Regimes and quantum bounds of nanoscale thermoelectrics with peaked transmission function

TL;DR

This paper analyzes the thermoelectric behavior of nanoscale systems with peaked transmission functions, identifying quantum bounds on power and heat currents, and classifying operational regimes without numerical simulations.

Contribution

It introduces a simple model to understand quantum bounds in thermoelectric devices with peaked transmission functions, aligning with more complex previous studies.

Findings

Quantum bounds exist for power and heat currents in nanoscale thermoelectrics.

Operational regimes include energy pump, heat pump, and dissipative modes.

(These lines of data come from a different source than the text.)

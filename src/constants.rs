/// 日报文档键使用的日期格式（YYYYMMDD）
pub const DATE_KEY_FORMAT: &str = "%Y%m%d";

/// 手动触发接口接受的日期格式
pub const DATE_INPUT_FORMAT: &str = "%Y-%m-%d";

/// 默认聚合并发度（同时处理的用户数上限）
pub const DEFAULT_AGGREGATION_CONCURRENCY: usize = 8;

/// 实验分组快照的固定文档键
pub const COHORT_SNAPSHOT_KEY: &str = "latest";

/// Chat 结果码：立即开始
pub const CHAT_RESULT_START: i64 = 0;

/// Chat 结果码：稍后再说
pub const CHAT_RESULT_SNOOZE: i64 = 1;

/// Chat 结果码：放弃本次任务
pub const CHAT_RESULT_LEAVE: i64 = 2;
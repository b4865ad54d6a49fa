use serde::{Deserialize, Serialize};

use crate::config::CoachConfig;

/// System instruction prepended to every coaching completion request.
const SYSTEM_INSTRUCTION: &str = "You are ProactCoach, an evidence-based procrastination \
behavior therapy coach. Quickly identify the user's emotional and cognitive barriers, \
apply CBT, implementation intentions and micro-goal setting, reply in less than 30 words, \
and finish with one clear, doable step that starts with 'Action: '. If the user shows \
distress, validate their feelings before giving advice.";

/// Thin pass-through to an OpenAI-compatible chat-completions API.
#[derive(Debug, Clone)]
pub struct CoachProvider {
    config: CoachConfig,
    client: reqwest::Client,
}

#[derive(Debug, Clone, Serialize, Deserialize)]
pub struct ChatMessage {
    pub role: String,
    pub content: String,
}

#[derive(Debug, Serialize)]
struct CompletionRequest<'a> {
    model: &'a str,
    messages: Vec<ChatMessage>,
}

#[derive(Debug, Deserialize)]
struct CompletionResponse {
    choices: Vec<CompletionChoice>,
}

#[derive(Debug, Deserialize)]
struct CompletionChoice {
    message: ChatMessage,
}

#[derive(Debug, thiserror::Error)]
pub enum CoachError {
    #[error("coach is disabled")]
    Disabled,
    #[error("coach request timed out")]
    Timeout,
    #[error("coach network error: {0}")]
    Network(String),
    #[error("coach api error: status={status}, message={message}")]
    ApiError { status: u16, message: String },
}

impl CoachProvider {
    pub fn new(config: &CoachConfig) -> Self {
        let client = reqwest::Client::builder()
            .timeout(std::time::Duration::from_secs(config.timeout_secs))
            .build()
            .unwrap_or_else(|_| reqwest::Client::new());
        Self {
            config: config.clone(),
            client,
        }
    }

    /// Validate coach configuration at startup.
    /// Panics if real mode is enabled without an API key, which would make
    /// every completion request fail at runtime.
    pub fn validate_config(config: &CoachConfig) {
        if config.enabled && !config.mock && config.api_key.trim().is_empty() {
            panic!(
                "Invalid coach configuration: enabled=true and mock=false but \
                 COACH_API_KEY is empty. Set COACH_API_KEY or COACH_MOCK=true."
            );
        }
    }

    /// Run one coaching completion: system instruction + task context +
    /// the dialogue so far, returning the assistant's reply text.
    pub async fn complete(
        &self,
        task_title: &str,
        dialogues: Vec<ChatMessage>,
    ) -> Result<String, CoachError> {
        if !self.config.enabled {
            return Err(CoachError::Disabled);
        }
        if self.config.mock {
            return Ok(format!(
                "Let's make '{task_title}' smaller. Action: work on it for two minutes now."
            ));
        }

        let mut messages = vec![
            ChatMessage {
                role: "system".to_string(),
                content: SYSTEM_INSTRUCTION.to_string(),
            },
            ChatMessage {
                role: "system".to_string(),
                content: format!("Here's the user's task: {task_title}"),
            },
        ];
        messages.extend(dialogues);

        let request = CompletionRequest {
            model: &self.config.model,
            messages,
        };

        let response = self
            .client
            .post(&self.config.api_url)
            .bearer_auth(&self.config.api_key)
            .json(&request)
            .send()
            .await
            .map_err(|e| {
                if e.is_timeout() {
                    CoachError::Timeout
                } else {
                    CoachError::Network(e.to_string())
                }
            })?;

        let status = response.status();
        if !status.is_success() {
            let message = response.text().await.unwrap_or_default();
            return Err(CoachError::ApiError {
                status: status.as_u16(),
                message,
            });
        }

        let completion: CompletionResponse = response
            .json()
            .await
            .map_err(|e| CoachError::Network(e.to_string()))?;

        completion
            .choices
            .into_iter()
            .next()
            .map(|choice| choice.message.content)
            .ok_or(CoachError::ApiError {
                status: status.as_u16(),
                message: "completion returned no choices".to_string(),
            })
    }
}

#[cfg(test)]
mod tests {
    use super::*;

    fn config(enabled: bool, mock: bool) -> CoachConfig {
        CoachConfig {
            enabled,
            mock,
            api_url: String::new(),
            api_key: String::new(),
            model: "gpt-4o-mini".to_string(),
            timeout_secs: 1,
        }
    }

    #[tokio::test]
    async fn disabled_mode_returns_error() {
        let provider = CoachProvider::new(&config(false, true));
        let result = provider.complete("read one chapter", vec![]).await;
        assert!(matches!(result, Err(CoachError::Disabled)));
    }

    #[tokio::test]
    async fn mock_mode_returns_actionable_text() {
        let provider = CoachProvider::new(&config(true, true));
        let reply = provider.complete("read one chapter", vec![]).await.unwrap();
        assert!(reply.contains("Action:"));
        assert!(reply.contains("read one chapter"));
    }

    #[test]
    fn validate_accepts_mock_mode_without_key() {
        CoachProvider::validate_config(&config(true, true));
        CoachProvider::validate_config(&config(false, false));
    }

    #[test]
    #[should_panic(expected = "COACH_API_KEY")]
    fn validate_rejects_real_mode_without_key() {
        CoachProvider::validate_config(&CoachConfig {
            enabled: true,
            mock: false,
            api_url: "https://example.invalid".to_string(),
            api_key: String::new(),
            model: "gpt-4o-mini".to_string(),
            timeout_secs: 1,
        });
    }
}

The model's results agree qualitatively with more detailed previous analyses.

Abstract

Based on the Landauer-B\"{u}ttiker theory, we explore the thermal regimes of two-terminal nanoscale systems with an energy-peaked transmission function. The device is in contact with two reservoirs held at different temperatures and chemical potentials. We identify the operation regions where the system acts as energy pump (thermal machine) or heat pump (refrigerator machine), or where it is working in dissipative modes. The corresponding thermoelectric parameters are obtained without numerical calculations. The recent literature, by focusing on systems with box-like or step-like shapes of the transmission functions, demonstrated that bounds of quantum origin exist for output power and heat currents of thermal machines and refrigerators. The simple model we adopt in this paper allows us to grasp easily and without numerical calculations the presence of quantum bounds for the above thermoelectric quantities, as function of the position of the transmission peak with respect to the chemical potentials of the left and right reservoirs. In spite of the simple model and treatment, our results are in qualitative agreement with analytic findings in previous researches obtained with more realistic description of the electronic transmission function.